> **What is expected**
In the entries that follow, find the line containing "validate_tag(tag)?;", then output exactly every line from the first through that one.

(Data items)
※

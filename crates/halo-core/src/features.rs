//! OpenType feature settings
//!
//! An ordered tag → value mapping, handed to the shaper as-is. Tags the font
//! does not know are the shaper's business, not ours.

use std::fmt;
use std::str::FromStr;

use crate::error::{HaloError, Result};

/// Feature string the CLI starts from
pub const DEFAULT_FEATURES: &str = "calt=1,liga=0,ss02=1,zero=1,ss07=1,aalt=1";

/// Ordered mapping from 4-character OpenType tag to feature value
///
/// Setting a tag twice replaces its value but keeps its first position.
#[derive(Debug, Clone, Default, PartialEq, Eq)]
pub struct FeatureSettings {
    entries: Vec<(String, u32)>,
}

impl FeatureSettings {
    pub fn new() -> Self {
        Self::default()
    }

    /// Parse a comma or space separated list
    ///
    /// Accepts `tag=N`, `tag` and `+tag` (on), and `-tag` (off).
    pub fn parse(list: &str) -> Result<Self> {
        let mut settings = Self::new();

        for part in list.split(|c: char| c == ',' || c.is_whitespace()) {
            let part = part.trim();
            if part.is_empty() {
                continue;
            }

            let (tag, value) = if let Some(tag) = part.strip_prefix('+') {
                (tag, 1)
            } else if let Some(tag) = part.strip_prefix('-') {
                (tag, 0)
            } else if let Some((tag, raw)) = part.split_once('=') {
                let value = raw.trim().parse::<u32>().map_err(|_| {
                    HaloError::invalid(format!("invalid feature value in {part:?}"))
                })?;
                (tag.trim(), value)
            } else {
                (part, 1)
            };

            settings.set(tag, value)?;
        }

        Ok(settings)
    }

    /// Insert or replace a feature value
    pub fn set(&mut self, tag: &str, value: u32) -> Result<()> {
        validate_tag(tag)?;

        match self.entries.iter_mut().find(|(t, _)| t == tag) {
            Some(entry) => entry.1 = value,
            None => self.entries.push((tag.to_string(), value)),
        }
        Ok(())
    }

    pub fn get(&self, tag: &str) -> Option<u32> {
        self.entries
            .iter()
            .find(|(t, _)| t == tag)
            .map(|(_, v)| *v)
    }

    pub fn iter(&self) -> impl Iterator<Item = (&str, u32)> {
        self.entries.iter().map(|(t, v)| (t.as_str(), *v))
    }

    pub fn len(&self) -> usize {
        self.entries.len()
    }

    pub fn is_empty(&self) -> bool {
        self.entries.is_empty()
    }

    /// Tag bytes padded with spaces, the way OpenType stores short tags
    pub fn tag_bytes(tag: &str) -> [u8; 4] {
        let mut bytes = [b' '; 4];
        for (slot, b) in bytes.iter_mut().zip(tag.bytes()) {
            *slot = b;
        }
        bytes
    }
}

fn validate_tag(tag: &str) -> Result<()> {
    let ok = (1..=4).contains(&tag.len()) && tag.bytes().all(|b| b.is_ascii_graphic());
    if ok {
        Ok(())
    } else {
        Err(HaloError::invalid(format!(
            "feature tag {tag:?} must be 1-4 printable ASCII characters"
        )))
    }
}

impl FromStr for FeatureSettings {
    type Err = HaloError;

    fn from_str(s: &str) -> Result<Self> {
        Self::parse(s)
    }
}

impl fmt::Display for FeatureSettings {
    fn fmt(&self, f: &mut fmt::Formatter<'_>) -> fmt::Result {
        for (i, (tag, value)) in self.entries.iter().enumerate() {
            if i > 0 {
                f.write_str(",")?;
            }
            write!(f, "{tag}={value}")?;
        }
        Ok(())
    }
}
//! Premultiplied RGBA canvas

use super::mask::CoverageMask;
use crate::{
    error::{RenderError, Result},
    request::MAX_CANVAS_SIZE,
    types::{BitmapData, BitmapFormat},
    Color,
};

/// The one pixel buffer a render writes into
///
/// Pixels are stored premultiplied, so source-over is a single multiply-add
/// per channel and every channel stays at or below its alpha.
#[derive(Debug, Clone, PartialEq, Eq)]
pub struct Canvas {
    width: u32,
    height: u32,
    data: Vec<u8>,
}

impl Canvas {
    /// Fully transparent canvas
    pub fn new(width: u32, height: u32) -> Result<Self> {
        if width == 0 || height == 0 || width > MAX_CANVAS_SIZE || height > MAX_CANVAS_SIZE {
            return Err(RenderError::InvalidDimensions { width, height }.into());
        }
        Ok(Self {
            width,
            height,
            data: vec![0; width as usize * height as usize * 4],
        })
    }

    pub fn width(&self) -> u32 {
        self.width
    }

    pub fn height(&self) -> u32 {
        self.height
    }

    /// Premultiplied pixel at (x, y)
    pub fn pixel(&self, x: u32, y: u32) -> [u8; 4] {
        let idx = ((y * self.width + x) * 4) as usize;
        [
            self.data[idx],
            self.data[idx + 1],
            self.data[idx + 2],
            self.data[idx + 3],
        ]
    }

    /// Replace every pixel with `color`
    pub fn fill(&mut self, color: Color) {
        let px = premultiply(color, 255);
        for pixel in self.data.chunks_exact_mut(4) {
            pixel.copy_from_slice(&px);
        }
    }

    /// Replace every pixel with `color` scaled by the mask's coverage
    pub fn fill_masked(&mut self, color: Color, mask: &CoverageMask) {
        debug_assert_eq!((mask.width(), mask.height()), (self.width, self.height));
        for (pixel, &coverage) in self.data.chunks_exact_mut(4).zip(mask.data()) {
            pixel.copy_from_slice(&premultiply(color, coverage));
        }
    }

    /// Source-over `color`, using the mask as per-pixel alpha
    pub fn composite_tinted(&mut self, color: Color, mask: &CoverageMask) {
        debug_assert_eq!((mask.width(), mask.height()), (self.width, self.height));
        for (pixel, &coverage) in self.data.chunks_exact_mut(4).zip(mask.data()) {
            if coverage == 0 {
                continue;
            }
            let src = premultiply(color, coverage);
            let inv_a = 255 - u32::from(src[3]);
            for c in 0..4 {
                let dst = u32::from(pixel[c]);
                pixel[c] = (u32::from(src[c]) + div255(dst * inv_a)).min(255) as u8;
            }
        }
    }

    /// Multiply every channel by the mask, clearing uncovered pixels
    pub fn clip(&mut self, mask: &CoverageMask) {
        debug_assert_eq!((mask.width(), mask.height()), (self.width, self.height));
        for (pixel, &coverage) in self.data.chunks_exact_mut(4).zip(mask.data()) {
            let coverage = u32::from(coverage);
            for channel in pixel.iter_mut() {
                *channel = div255(u32::from(*channel) * coverage) as u8;
            }
        }
    }

    /// Hand the pixels over as straight-alpha RGBA
    pub fn into_bitmap(self) -> BitmapData {
        let mut data = self.data;
        for px in data.chunks_exact_mut(4) {
            let a = px[3];
            if a == 0 {
                px[0] = 0;
                px[1] = 0;
                px[2] = 0;
                continue;
            }
            let a_u = u32::from(a);
            for channel in px.iter_mut().take(3) {
                *channel = ((u32::from(*channel) * 255 + a_u / 2) / a_u).min(255) as u8;
            }
        }

        BitmapData {
            width: self.width,
            height: self.height,
            format: BitmapFormat::Rgba8,
            data,
        }
    }
}

/// `color` at `coverage`, premultiplied
fn premultiply(color: Color, coverage: u8) -> [u8; 4] {
    let a = div255(u32::from(color.a) * u32::from(coverage));
    [
        div255(u32::from(color.r) * a) as u8,
        div255(u32::from(color.g) * a) as u8,
        div255(u32::from(color.b) * a) as u8,
        a as u8,
    ]
}

/// Rounded division by 255
#[inline]
fn div255(v: u32) -> u32 {
    (v + 127) / 255
}

#[cfg(test)]
mod tests {
    use super::*;

    fn full_mask(size: u32, value: u8) -> CoverageMask {
        CoverageMask::from_raw(size, size, vec![value; (size * size) as usize]).unwrap()
    }

    #[test]
    fn rejects_degenerate_sizes() {
        assert!(Canvas::new(0, 10).is_err());
        assert!(Canvas::new(MAX_CANVAS_SIZE + 1, 1).is_err());
        assert!(Canvas::new(1, 1).is_ok());
    }

    #[test]
    fn fill_is_opaque_and_exact() {
        let mut canvas = Canvas::new(2, 2).unwrap();
        canvas.fill(Color::rgb(0x2E, 0x34, 0x40));
        assert_eq!(canvas.pixel(1, 1), [0x2E, 0x34, 0x40, 255]);
    }

    #[test]
    fn full_coverage_replaces_destination() {
        let mut canvas = Canvas::new(2, 2).unwrap();
        canvas.fill(Color::black());
        canvas.composite_tinted(Color::white(), &full_mask(2, 255));
        assert_eq!(canvas.pixel(0, 0), [255, 255, 255, 255]);
    }

    #[test]
    fn half_coverage_mixes_and_stays_opaque() {
        let mut canvas = Canvas::new(1, 1).unwrap();
        canvas.fill(Color::black());
        canvas.composite_tinted(Color::white(), &full_mask(1, 128));
        let [r, g, b, a] = canvas.pixel(0, 0);
        assert_eq!(a, 255);
        assert_eq!((r, g, b), (128, 128, 128));
    }

    #[test]
    fn zero_coverage_leaves_canvas_alone() {
        let mut canvas = Canvas::new(1, 1).unwrap();
        canvas.fill(Color::rgb(1, 2, 3));
        canvas.composite_tinted(Color::white(), &full_mask(1, 0));
        assert_eq!(canvas.pixel(0, 0), [1, 2, 3, 255]);
    }

    #[test]
    fn premultiplied_channels_never_exceed_alpha() {
        let mut canvas = Canvas::new(1, 1).unwrap();
        canvas.fill_masked(Color::rgba(250, 120, 3, 200), &full_mask(1, 77));
        canvas.composite_tinted(Color::rgba(9, 255, 40, 90), &full_mask(1, 201));
        let [r, g, b, a] = canvas.pixel(0, 0);
        assert!(r <= a && g <= a && b <= a);
    }

    #[test]
    fn clip_clears_uncovered_pixels() {
        let mut canvas = Canvas::new(2, 1).unwrap();
        canvas.fill(Color::white());
        let mask = CoverageMask::from_raw(2, 1, vec![0, 255]).unwrap();
        canvas.clip(&mask);
        assert_eq!(canvas.pixel(0, 0), [0, 0, 0, 0]);
        assert_eq!(canvas.pixel(1, 0), [255, 255, 255, 255]);
    }

    #[test]
    fn straight_alpha_output_round_trips_opaque_colors() {
        let mut canvas = Canvas::new(1, 1).unwrap();
        canvas.fill(Color::rgb(0x88, 0xC0, 0xD0));
        let bitmap = canvas.into_bitmap();
        assert_eq!(bitmap.format, BitmapFormat::Rgba8);
        assert_eq!(bitmap.data, vec![0x88, 0xC0, 0xD0, 255]);
    }

    #[test]
    fn straight_alpha_output_unpremultiplies() {
        let mut canvas = Canvas::new(1, 1).unwrap();
        canvas.fill_masked(Color::rgb(200, 100, 0), &full_mask(1, 128));
        let bitmap = canvas.into_bitmap();
        let [r, g, b, a] = [bitmap.data[0], bitmap.data[1], bitmap.data[2], bitmap.data[3]];
        assert_eq!(a, 128);
        assert!((i32::from(r) - 200).abs() <= 2);
        assert!((i32::from(g) - 100).abs() <= 2);
        assert_eq!(b, 0);
    }
}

※

> **Response to this task**
filename crates/halo-core/src/features.rs
//! OpenType feature settings
//!
//! An ordered tag → value mapping, handed to the shaper as-is. Tags the font
//! does not know are the shaper's business, not ours.

use std::fmt;
use std::str::FromStr;

use crate::error::{HaloError, Result};

/// Feature string the CLI starts from
pub const DEFAULT_FEATURES: &str = "calt=1,liga=0,ss02=1,zero=1,ss07=1,aalt=1";

/// Ordered mapping from 4-character OpenType tag to feature value
///
/// Setting a tag twice replaces its value but keeps its first position.
#[derive(Debug, Clone, Default, PartialEq, Eq)]
pub struct FeatureSettings {
    entries: Vec<(String, u32)>,
}

impl FeatureSettings {
    pub fn new() -> Self {
        Self::default()
    }

    /// Parse a comma or space separated list
    ///
    /// Accepts `tag=N`, `tag` and `+tag` (on), and `-tag` (off).
    pub fn parse(list: &str) -> Result<Self> {
        let mut settings = Self::new();

        for part in list.split(|c: char| c == ',' || c.is_whitespace()) {
            let part = part.trim();
            if part.is_empty() {
                continue;
            }

            let (tag, value) = if let Some(tag) = part.strip_prefix('+') {
                (tag, 1)
            } else if let Some(tag) = part.strip_prefix('-') {
                (tag, 0)
            } else if let Some((tag, raw)) = part.split_once('=') {
                let value = raw.trim().parse::<u32>().map_err(|_| {
                    HaloError::invalid(format!("invalid feature value in {part:?}"))
                })?;
                (tag.trim(), value)
            } else {
                (part, 1)
            };

            settings.set(tag, value)?;
        }

        Ok(settings)
    }

    /// Insert or replace a feature value
    pub fn set(&mut self, tag: &str, value: u32) -> Result<()> {
        validate_tag(tag)?;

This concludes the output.